Even before the two Exelon plant closings in Illinois, the next nuclear power station to be retired could be the Fort Calhoun plant in Nebraska, described as the smallest nuclear power plant in the country. Accountants have concluded that that plant is too expensive to operate, and there are reasons for safety fears after damage from a flood and a fire. The plant’s cost structure is too high to compete with solar power in 2016, and no one will be surprised if the cost of solar electricity falls by another 5 percent before the year is over.
The growth in solar capacity is only enough to make up for one or two nuclear plant shutdowns per year, including plants that must shut down as their end of life approaches, so at this point it is mainly natural gas that is making up the shortfall. By 2020, solar capacity will be increasing fast enough that no one will miss the nuclear power plants as they close one by one.

BHS Liquidation Starts

There is another blow to the department store format, this time in the U.K., where the BHS chain is going into liquidation. According to the administrators, there were interested buyers but financing couldn’t be found. Probably all 163 stores will close this month.

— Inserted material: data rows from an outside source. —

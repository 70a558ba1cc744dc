//! Built-in dictionaries embedded in the binary.
//!
//! Each dictionary is a `;`-separated CSV file with a header line:
//!
//! | Dictionary                | Columns                                    |
//! |---------------------------|--------------------------------------------|
//! | `cities.csv`              | `name;lat;long;country;population`         |
//! | `names.csv`               | `first_name;country;male;female;unisex`    |
//! | `phone-country-codes.csv` | `indicator;country`                        |

use crate::error::GeneratorError;
use datagen_core::{City, PersonName};
use serde::de::DeserializeOwned;
use serde::Deserialize;
use std::sync::Arc;

const CITIES: &str = include_str!("../resources/cities.csv");
const NAMES: &str = include_str!("../resources/names.csv");
const PHONE_CODES: &str = include_str!("../resources/phone-country-codes.csv");

#[derive(Debug, Deserialize)]
struct CityRecord {
    name: String,
    lat: String,
    long: String,
    country: String,
    population: u64,
}

#[derive(Debug, Deserialize)]
struct NameRecord {
    first_name: String,
    country: String,
    male: bool,
    female: bool,
    unisex: bool,
}

/// A phone indicator and the country it belongs to.
#[derive(Debug, Clone, PartialEq, Eq, Deserialize)]
pub struct PhoneCode {
    pub indicator: String,
    pub country: String,
}

fn parse<T: DeserializeOwned>(name: &'static str, data: &str) -> Result<Vec<T>, GeneratorError> {
    csv::ReaderBuilder::new()
        .delimiter(b';')
        .trim(csv::Trim::All)
        .from_reader(data.as_bytes())
        .deserialize()
        .collect::<Result<Vec<T>, _>>()
        .map_err(|source| GeneratorError::Dictionary { name, source })
}

/// All cities.
pub fn cities() -> Result<Vec<Arc<City>>, GeneratorError> {
    Ok(parse::<CityRecord>("cities", CITIES)?
        .into_iter()
        .map(|r| {
            Arc::new(City {
                name: r.name,
                latitude: r.lat,
                longitude: r.long,
                country: r.country,
                population: r.population,
            })
        })
        .collect())
}

/// All first names.
pub fn names() -> Result<Vec<Arc<PersonName>>, GeneratorError> {
    Ok(parse::<NameRecord>("names", NAMES)?
        .into_iter()
        .map(|r| {
            Arc::new(PersonName {
                first_name: r.first_name,
                country: r.country,
                male: r.male,
                female: r.female,
                unisex: r.unisex,
            })
        })
        .collect())
}

/// All phone indicators.
pub fn phone_codes() -> Result<Vec<PhoneCode>, GeneratorError> {
    parse("phone-country-codes", PHONE_CODES)
}

/// Distinct countries of the city dictionary, in first-appearance order.
pub fn countries() -> Result<Vec<String>, GeneratorError> {
    let mut countries: Vec<String> = Vec::new();
    for city in cities()? {
        if !countries.iter().any(|c| c == &city.country) {
            countries.push(city.country.clone());
        }
    }
    Ok(countries)
}

/// Keep the entries whose country is listed in `filters`, ignoring case.
///
/// Returns `None` when there are no filters or nothing matches, in which
/// case callers use the whole dictionary.
pub fn filter_by_country<T: Clone>(
    entries: &[T],
    filters: &[String],
    country: impl Fn(&T) -> &str,
) -> Option<Vec<T>> {
    if filters.is_empty() {
        return None;
    }
    let kept: Vec<T> = entries
        .iter()
        .filter(|entry| {
            let country = country(*entry);
            filters.iter().any(|f| f.trim().eq_ignore_ascii_case(country))
        })
        .cloned()
        .collect();
    (!kept.is_empty()).then_some(kept)
}

#[cfg(test)]
mod tests {
    use super::*;

    #[test]
    fn test_dictionaries_load() {
        let cities = cities().unwrap();
        assert!(cities.len() > 50);
        assert!(cities.iter().all(|c| c.population > 0));
        assert!(cities.iter().any(|c| c.name == "Paris" && c.country == "France"));

        let names = names().unwrap();
        assert!(names.iter().any(|n| n.first_name == "Camille" && n.unisex));

        let codes = phone_codes().unwrap();
        assert!(codes.contains(&PhoneCode {
            indicator: "33".to_string(),
            country: "France".to_string()
        }));
    }

    #[test]
    fn test_countries_are_distinct() {
        let countries = countries().unwrap();
        assert_eq!(countries[0], "France");
        let mut sorted = countries.clone();
        sorted.sort();
        sorted.dedup();
        assert_eq!(sorted.len(), countries.len());
    }

    #[test]
    fn test_filter_by_country() {
        let cities = cities().unwrap();
        let by_country = |filters: &[&str]| {
            let filters: Vec<String> = filters.iter().map(|f| f.to_string()).collect();
            filter_by_country(&cities, &filters, |c| c.country.as_str())
        };

        let french = by_country(&["france"]).unwrap();
        assert!(!french.is_empty());
        assert!(french.iter().all(|c| c.country == "France"));

        assert!(by_country(&[]).is_none());
        assert!(by_country(&["Atlantis"]).is_none());
    }
}
// ============================================================================
// Evaluation
// ============================================================================

fn eval(ast: &Ast) -> Result<Value, ExprError> {
    match ast {
        Ast::Literal(v) => Ok(v.clone()),
        Ast::Unary(op, operand) => {
            let v = eval(operand)?;
            Ok(match op {
                UnaryOp::Neg => Value::Number(-v.to_number()?),
                UnaryOp::Plus => Value::Number(v.to_number()?),
                UnaryOp::Not => Value::Bool(!v.truthy()),
            })
        }
        Ast::Chain(first, rest) => {
            let mut acc = eval(first)?;
            for (op, operand) in rest {
                acc = match op {
                    BinaryOp::And if !acc.truthy() => acc,
                    BinaryOp::Or if acc.truthy() => acc,
                    BinaryOp::And | BinaryOp::Or => eval(operand)?,
                    _ => binary(*op, acc, eval(operand)?)?,
                };
            }
            Ok(acc)
        }
        Ast::Ternary(condition, then, otherwise) => {
            if eval(condition)?.truthy() {
                eval(then)
            } else {
                eval(otherwise)
            }
        }
        Ast::Call(name, args) => {
            let args = args
                .iter()
                .map(|a| eval(a).and_then(|v| v.to_number()))
                .collect::<Result<Vec<_>, _>>()?;
            call(name, &args).map(Value::Number)
        }
    }
}

fn binary(op: BinaryOp, l: Value, r: Value) -> Result<Value, ExprError> {
    let value = match op {
        BinaryOp::Add => match (&l, &r) {
            (Value::Str(_), _) | (_, Value::Str(_)) => Value::Str(format!("{l}{r}")),
            _ => Value::Number(l.to_number()? + r.to_number()?),
        },
        BinaryOp::Sub => Value::Number(l.to_number()? - r.to_number()?),
        BinaryOp::Mul => Value::Number(l.to_number()? * r.to_number()?),
        BinaryOp::Div => {
            let divisor = r.to_number()?;
            if divisor == 0.0 {
                return Err(ExprError::DivisionByZero);
            }
            Value::Number(l.to_number()? / divisor)
        }
        BinaryOp::Rem => {
            let divisor = r.to_number()?;
            if divisor == 0.0 {
                return Err(ExprError::DivisionByZero);
            }
            Value::Number(l.to_number()? % divisor)
        }
        BinaryOp::Lt | BinaryOp::Le | BinaryOp::Gt | BinaryOp::Ge => {
            let ordering = match (&l, &r) {
                (Value::Str(a), Value::Str(b)) => Some(a.cmp(b)),
                _ => l.to_number()?.partial_cmp(&r.to_number()?),
            };
            let result = match (op, ordering) {
                (_, None) => false,
                (BinaryOp::Lt, Some(o)) => o.is_lt(),
                (BinaryOp::Le, Some(o)) => o.is_le(),
                (BinaryOp::Gt, Some(o)) => o.is_gt(),
                (_, Some(o)) => o.is_ge(),
            };
            Value::Bool(result)
        }
        BinaryOp::LooseEq => Value::Bool(loose_eq(&l, &r)?),
        BinaryOp::LooseNe => Value::Bool(!loose_eq(&l, &r)?),
        BinaryOp::StrictEq => Value::Bool(l == r),
        BinaryOp::StrictNe => Value::Bool(l != r),
        // `eval` short-circuits these before both sides are known
        BinaryOp::And => {
            if l.truthy() {
                r
            } else {
                l
            }
        }
        BinaryOp::Or => {
            if l.truthy() {
                l
            } else {
                r
            }
        }
    };
    Ok(value)
}

fn loose_eq(l: &Value, r: &Value) -> Result<bool, ExprError> {
    match (l, r) {
        (Value::Str(a), Value::Str(b)) => Ok(a == b),
        (Value::Bool(a), Value::Bool(b)) => Ok(a == b),
        _ => Ok(l.to_number()? == r.to_number()?),
    }
}

fn call(name: &str, args: &[f64]) -> Result<f64, ExprError> {
    let arity = |expected: &'static str| ExprError::Arity {
        function: format!("Math.{name}"),
        expected,
        got: args.len(),
    };
    let one = || match args {
        [x] => Ok(*x),
        _ => Err(arity("1")),
    };
    match name {
        "abs" => Ok(one()?.abs()),
        "ceil" => Ok(one()?.ceil()),
        "floor" => Ok(one()?.floor()),
        "round" => Ok((one()? + 0.5).floor()),
        "sqrt" => Ok(one()?.sqrt()),
        "pow" => match args {
            [base, exponent] => Ok(base.powf(*exponent)),
            _ => Err(arity("2")),
        },
        "min" | "max" if args.is_empty() => Err(arity("at least 1")),
        "min" => Ok(args.iter().copied().fold(f64::INFINITY, f64::min)),
        "max" => Ok(args.iter().copied().fold(f64::NEG_INFINITY, f64::max)),
        _ => Err(ExprError::UnknownIdentifier(format!("Math.{name}"))),
    }
}
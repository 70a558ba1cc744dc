//! Command-line interface for datagen
//!
//! # Usage Examples
//!
//! ```bash
//! # Generate 1000 rows as CSV on standard output
//! datagen generate --model model.yaml --rows 1000
//!
//! # Generate 5 batches of 20k rows as JSON Lines, stopping after 5 minutes
//! datagen generate --model model.yaml --rows 20000 --batches 5 \
//!   --threads 4 --seed 42 --format jsonl --output rows.jsonl --timeout 5m
//!
//! # Check a model by printing a generated row
//! datagen test-model --model model.yaml
//! ```
//!
//! Log verbosity is controlled by `RUST_LOG`, e.g. `RUST_LOG=datagen=debug`.

use clap::{Parser, Subcommand};
use datagen::{run_generate, run_test_model, GenerateArgs, TestModelArgs};
use tracing::info;

#[derive(Parser)]
#[command(name = "datagen")]
#[command(about = "Generate synthetic rows from a YAML model")]
#[command(long_about = None)]
struct Cli {
    #[command(subcommand)]
    command: Commands,
}

#[derive(Subcommand)]
enum Commands {
    /// Generate rows and write them as CSV or JSON Lines
    Generate(GenerateArgs),

    /// Print generated rows as JSON, ghost fields included
    TestModel(TestModelArgs),
}

#[tokio::main]
async fn main() -> anyhow::Result<()> {
    if let Err(e) = run().await {
        eprintln!("Error: {e:#}");
        std::process::exit(1);
    }
    Ok(())
}

async fn run() -> anyhow::Result<()> {
    // Initialize tracing
    tracing_subscriber::fmt()
        .with_env_filter(tracing_subscriber::EnvFilter::from_default_env())
        .with_writer(std::io::stderr)
        .init();

    let cli = Cli::parse();

    match cli.command {
        Commands::Generate(args) => {
            let summary = run_generate(args).await?;
            info!(
                "Done: {} row(s) in {} batch(es), {} bytes in {:?} ({:.2} rows/sec)",
                summary.metrics.rows_written,
                summary.batches_written,
                summary.metrics.bytes_written,
                summary.metrics.total_duration,
                summary.metrics.rows_per_second()
            );
            if summary.cancelled {
                info!("Output is partial: generation was cancelled");
            }
        }
        Commands::TestModel(args) => {
            for row in run_test_model(&args)? {
                println!("{}", serde_json::to_string_pretty(&row)?);
            }
        }
    }

    Ok(())
}
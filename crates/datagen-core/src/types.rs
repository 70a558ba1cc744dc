//! Field kinds and the value kinds conditions compare with.
//!
//! `FieldKind` is the closed set of generators a model field can declare.
//! `ValueKind` is the coarser classification the rule engine uses to decide
//! between numeric and lexical comparison.

use serde::{Deserialize, Serialize};
use std::fmt;

/// The kind of a model field, as written in the `type:` key of a model file.
///
/// # YAML Format
///
/// ```yaml
/// type: integer
/// type: increment_long
/// type: city
/// ```
#[derive(Debug, Clone, Copy, PartialEq, Eq, Hash, Serialize, Deserialize)]
#[serde(rename_all = "snake_case")]
pub enum FieldKind {
    /// Random alphanumeric string
    String,
    /// Random uppercase A-Z string
    StringAz,
    /// 32-bit integer in `[min, max]`
    Integer,
    /// 32-bit integer equal to `min + row index`
    IncrementInteger,
    /// 64-bit integer in `[min, max]`
    Long,
    /// 64-bit integer equal to `min + row index`
    IncrementLong,
    /// 64-bit float in `[min, max]`
    Float,
    /// Fair coin
    Boolean,
    /// Epoch milliseconds
    Timestamp,
    /// Calendar date between `min_date` and `max_date`
    Birthdate,
    /// Random v4 UUID
    Uuid,
    /// Email address built from the name dictionary
    Email,
    /// Phone number
    Phone,
    /// Dotted IPv4 address
    Ip,
    /// Country name
    Country,
    /// City from the built-in dictionary (structured)
    City,
    /// First name from the built-in dictionary (structured)
    Name,
    /// Row of an external CSV file (structured)
    Csv,
    /// Date-time between `min_date_time` and `max_date_time`, to the second
    Date,
    /// Date-time rendered as text with `pattern`
    DateAsString,
    /// Random bytes, rendered as uppercase hex
    Bytes,
    /// MD5 digest of a random alphanumeric string
    HashMd5,
    /// Text built from the `[choices]{count}` template in `regex`
    StringRegex,
}

impl FieldKind {
    /// All kinds, in declaration order.
    pub const ALL: [FieldKind; 23] = [
        FieldKind::String,
        FieldKind::StringAz,
        FieldKind::Integer,
        FieldKind::IncrementInteger,
        FieldKind::Long,
        FieldKind::IncrementLong,
        FieldKind::Float,
        FieldKind::Boolean,
        FieldKind::Timestamp,
        FieldKind::Birthdate,
        FieldKind::Uuid,
        FieldKind::Email,
        FieldKind::Phone,
        FieldKind::Ip,
        FieldKind::Country,
        FieldKind::City,
        FieldKind::Name,
        FieldKind::Csv,
        FieldKind::Date,
        FieldKind::DateAsString,
        FieldKind::Bytes,
        FieldKind::HashMd5,
        FieldKind::StringRegex,
    ];

    /// The value kind conditions on this field compare with.
    pub fn value_kind(self) -> ValueKind {
        match self {
            FieldKind::Integer | FieldKind::IncrementInteger => ValueKind::Integer,
            FieldKind::Long | FieldKind::IncrementLong | FieldKind::Timestamp => ValueKind::Long,
            FieldKind::Float => ValueKind::Float,
            FieldKind::String
            | FieldKind::StringAz
            | FieldKind::Boolean
            | FieldKind::Birthdate
            | FieldKind::Uuid
            | FieldKind::Email
            | FieldKind::Phone
            | FieldKind::Ip
            | FieldKind::Country
            | FieldKind::City
            | FieldKind::Name
            | FieldKind::Csv
            | FieldKind::Date
            | FieldKind::DateAsString
            | FieldKind::Bytes
            | FieldKind::HashMd5
            | FieldKind::StringRegex => ValueKind::String,
        }
    }

    /// Whether values of this kind carry named attributes a link can read.
    pub fn is_structured(self) -> bool {
        matches!(self, FieldKind::City | FieldKind::Name | FieldKind::Csv)
    }

    /// Whether the value is derived from the row index rather than the RNG.
    pub fn is_increment(self) -> bool {
        matches!(self, FieldKind::IncrementInteger | FieldKind::IncrementLong)
    }

    /// The YAML name of this kind.
    pub fn as_str(self) -> &'static str {
        match self {
            FieldKind::String => "string",
            FieldKind::StringAz => "string_az",
            FieldKind::Integer => "integer",
            FieldKind::IncrementInteger => "increment_integer",
            FieldKind::Long => "long",
            FieldKind::IncrementLong => "increment_long",
            FieldKind::Float => "float",
            FieldKind::Boolean => "boolean",
            FieldKind::Timestamp => "timestamp",
            FieldKind::Birthdate => "birthdate",
            FieldKind::Uuid => "uuid",
            FieldKind::Email => "email",
            FieldKind::Phone => "phone",
            FieldKind::Ip => "ip",
            FieldKind::Country => "country",
            FieldKind::City => "city",
            FieldKind::Name => "name",
            FieldKind::Csv => "csv",
            FieldKind::Date => "date",
            FieldKind::DateAsString => "date_as_string",
            FieldKind::Bytes => "bytes",
            FieldKind::HashMd5 => "hash_md5",
            FieldKind::StringRegex => "string_regex",
        }
    }
}

impl fmt::Display for FieldKind {
    fn fmt(&self, f: &mut fmt::Formatter<'_>) -> fmt::Result {
        f.write_str(self.as_str())
    }
}

/// How a condition interprets the two sides it compares.
#[derive(Debug, Clone, Copy, PartialEq, Eq, Hash)]
pub enum ValueKind {
    Integer,
    Long,
    Float,
    String,
}

impl ValueKind {
    /// `<` and `>` compare numerically for numeric kinds.
    pub fn is_numeric(self) -> bool {
        !matches!(self, ValueKind::String)
    }
}

impl fmt::Display for ValueKind {
    fn fmt(&self, f: &mut fmt::Formatter<'_>) -> fmt::Result {
        let name = match self {
            ValueKind::Integer => "integer",
            ValueKind::Long => "long",
            ValueKind::Float => "float",
            ValueKind::String => "string",
        };
        f.write_str(name)
    }
}

/// Lookup of field kinds by name.
///
/// Rule sets are bound against this before any row is generated.
pub trait FieldTypes {
    /// The kind of the named field, if the model declares it.
    fn field_kind(&self, name: &str) -> Option<FieldKind>;
}

impl FieldTypes for indexmap::IndexMap<String, FieldKind> {
    fn field_kind(&self, name: &str) -> Option<FieldKind> {
        self.get(name).copied()
    }
}
//! The `test-model` command.

use crate::{init_tracing, CATALOG, CUSTOMERS, SEED};
use datagen::{run_test_model, TestModelArgs};
use std::path::PathBuf;

fn args(model: &str, rows: u64) -> TestModelArgs {
    TestModelArgs {
        model: PathBuf::from(model),
        rows,
        seed: Some(SEED),
    }
}

#[test]
fn test_model_rows_include_ghost_fields() {
    init_tracing();
    let rows = run_test_model(&args(CUSTOMERS, 3)).unwrap();
    assert_eq!(rows.len(), 3);
    for row in &rows {
        let object = row.as_object().expect("row is a JSON object");
        assert_eq!(object.len(), 15);
        let code = object["internal_code"].as_str().expect("uuid is text");
        assert_eq!(code.len(), 36);
    }
}

#[test]
fn test_model_is_deterministic() {
    let first = run_test_model(&args(CATALOG, 2)).unwrap();
    let second = run_test_model(&args(CATALOG, 2)).unwrap();
    assert_eq!(first, second);
}

#[test]
fn test_model_missing_file() {
    let err = run_test_model(&args("tests/fixtures/missing.yaml", 1)).unwrap_err();
    assert!(format!("{err:#}").contains("Failed to load model"));
}
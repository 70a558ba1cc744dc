//! Numeric value generators.

use datagen_core::FieldValue;
use rand::Rng;

/// Generate a random integer in the given range (inclusive).
pub fn generate_int_range<R: Rng>(rng: &mut R, min: i32, max: i32) -> FieldValue {
    FieldValue::Integer(rng.random_range(min..=max))
}

/// Generate a random long in the given range (inclusive).
pub fn generate_long_range<R: Rng>(rng: &mut R, min: i64, max: i64) -> FieldValue {
    FieldValue::Long(rng.random_range(min..=max))
}

/// Generate a random float in the given range (inclusive).
pub fn generate_float_range<R: Rng>(rng: &mut R, min: f64, max: f64) -> FieldValue {
    if min == max {
        return FieldValue::Float(min);
    }
    FieldValue::Float(rng.random_range(min..=max))
}

/// `start + index`, wrapping on overflow.
pub fn generate_increment_int(start: i32, index: u64) -> FieldValue {
    FieldValue::Integer(start.wrapping_add(index as i32))
}

/// `start + index`, wrapping on overflow.
pub fn generate_increment_long(start: i64, index: u64) -> FieldValue {
    FieldValue::Long(start.wrapping_add(index as i64))
}

/// Clamp a model bound into the `i32` range.
pub fn clamp_to_i32(value: i64) -> i32 {
    value.clamp(i64::from(i32::MIN), i64::from(i32::MAX)) as i32
}

#[cfg(test)]
mod tests {
    use super::*;
    use rand::rngs::StdRng;
    use rand::SeedableRng;

    #[test]
    fn test_generate_int_range() {
        let mut rng = StdRng::seed_from_u64(42);

        for _ in 0..100 {
            let value = generate_int_range(&mut rng, 10, 20);
            if let FieldValue::Integer(v) = value {
                assert!((10..=20).contains(&v));
            } else {
                panic!("Expected Integer value");
            }
        }
    }

    #[test]
    fn test_generate_long_range() {
        let mut rng = StdRng::seed_from_u64(42);

        for _ in 0..100 {
            let v = generate_long_range(&mut rng, 5_000_000_000, 5_000_000_010)
                .as_i64()
                .unwrap();
            assert!((5_000_000_000..=5_000_000_010).contains(&v));
        }
    }

    #[test]
    fn test_generate_float_range() {
        let mut rng = StdRng::seed_from_u64(42);

        for _ in 0..100 {
            let v = generate_float_range(&mut rng, 0.0, 100.0).as_f64().unwrap();
            assert!((0.0..=100.0).contains(&v));
        }
        assert_eq!(generate_float_range(&mut rng, 2.5, 2.5), FieldValue::Float(2.5));
    }

    #[test]
    fn test_increment() {
        assert_eq!(generate_increment_int(100, 0), FieldValue::Integer(100));
        assert_eq!(generate_increment_int(100, 7), FieldValue::Integer(107));
        assert_eq!(generate_increment_long(-1, 1), FieldValue::Long(0));
    }

    #[test]
    fn test_clamp_to_i32() {
        assert_eq!(clamp_to_i32(12), 12);
        assert_eq!(clamp_to_i32(i64::MAX), i32::MAX);
        assert_eq!(clamp_to_i32(i64::MIN), i32::MIN);
    }
}
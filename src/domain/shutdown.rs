//! Single-resolution shutdown signal.
//!
//! [`ShutdownSignal`] wraps a [`tokio::sync::watch`] channel holding a
//! `bool`. It starts unset, may be triggered any number of times (only
//! the first has an effect), and any number of tasks can wait on it,
//! including ones that start waiting after it fired.

use std::sync::Arc;

use tokio::sync::watch;

/// Process-wide shutdown flag shared by the control channel, the
/// `/terminateserver` route, and the server lifecycle.
#[derive(Debug, Clone)]
pub struct ShutdownSignal {
    sender: Arc<watch::Sender<bool>>,
}

impl ShutdownSignal {
    /// Creates an unset signal.
    #[must_use]
    pub fn new() -> Self {
        let (sender, _) = watch::channel(false);
        Self {
            sender: Arc::new(sender),
        }
    }

    /// Sets the signal.
    ///
    /// Returns `true` if this call resolved it, `false` if it was already set.
    pub fn trigger(&self) -> bool {
        self.sender.send_if_modified(|fired| {
            if *fired {
                false
            } else {
                *fired = true;
                true
            }
        })
    }

    /// Returns `true` once the signal has been set.
    #[must_use]
    pub fn is_triggered(&self) -> bool {
        *self.sender.borrow()
    }

    /// Waits until the signal is set. Returns immediately if it already is.
    pub async fn wait(&self) {
        let mut receiver = self.sender.subscribe();
        // The sender lives in `self`, so the channel cannot close while we wait.
        let _ = receiver.wait_for(|fired| *fired).await;
    }
}

impl Default for ShutdownSignal {
    fn default() -> Self {
        Self::new()
    }
}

From Paper Money to Plastic

The first credit cards were printed on paper, but it didn’t take long before credit cards made the transition to the more secure medium of plastic. Paper money has been slow to follow, but that transition too is well underway. Today the U.K. says goodbye to paper money with a £5 note made of plastic. In the U.S. paper bills look like they will be with us forever, but in fact, plastic is already part of the mix. High-denomination notes are woven with plastic security features that cover 4 percent of the width. Security considerations will lead to more changes which are likely to include more carefully selected artificial materials over time. 

Wednesday, June 1, 2016

Going Home . . . but Take Food and Water

The cleanup begins in Fort McMurray now that a fire that ripped through the northern Alberta city has moved on. About 10 percent of residents are expected to return home today, and more tomorrow, but those who do are cautioned to take with them enough food and water for two weeks. Some plan to live in their cars for a few days while they start on the delicate work of removing ash, smoke, and dust from their houses. Stores may not reopen until next week. Water pipes have been flushed out to remove the toxic effects of the fire but it will take more thorough testing to be sure that water is safe to drink. It may take weeks to completely restore electricity to the area. Ash on the ground has been sprayed to make it slightly sticky so it won’t blow around, but dust masks may still be required for anyone walking around the neighborhood. All in all, it’s not the scene you think of when you imagine finally being able to go home.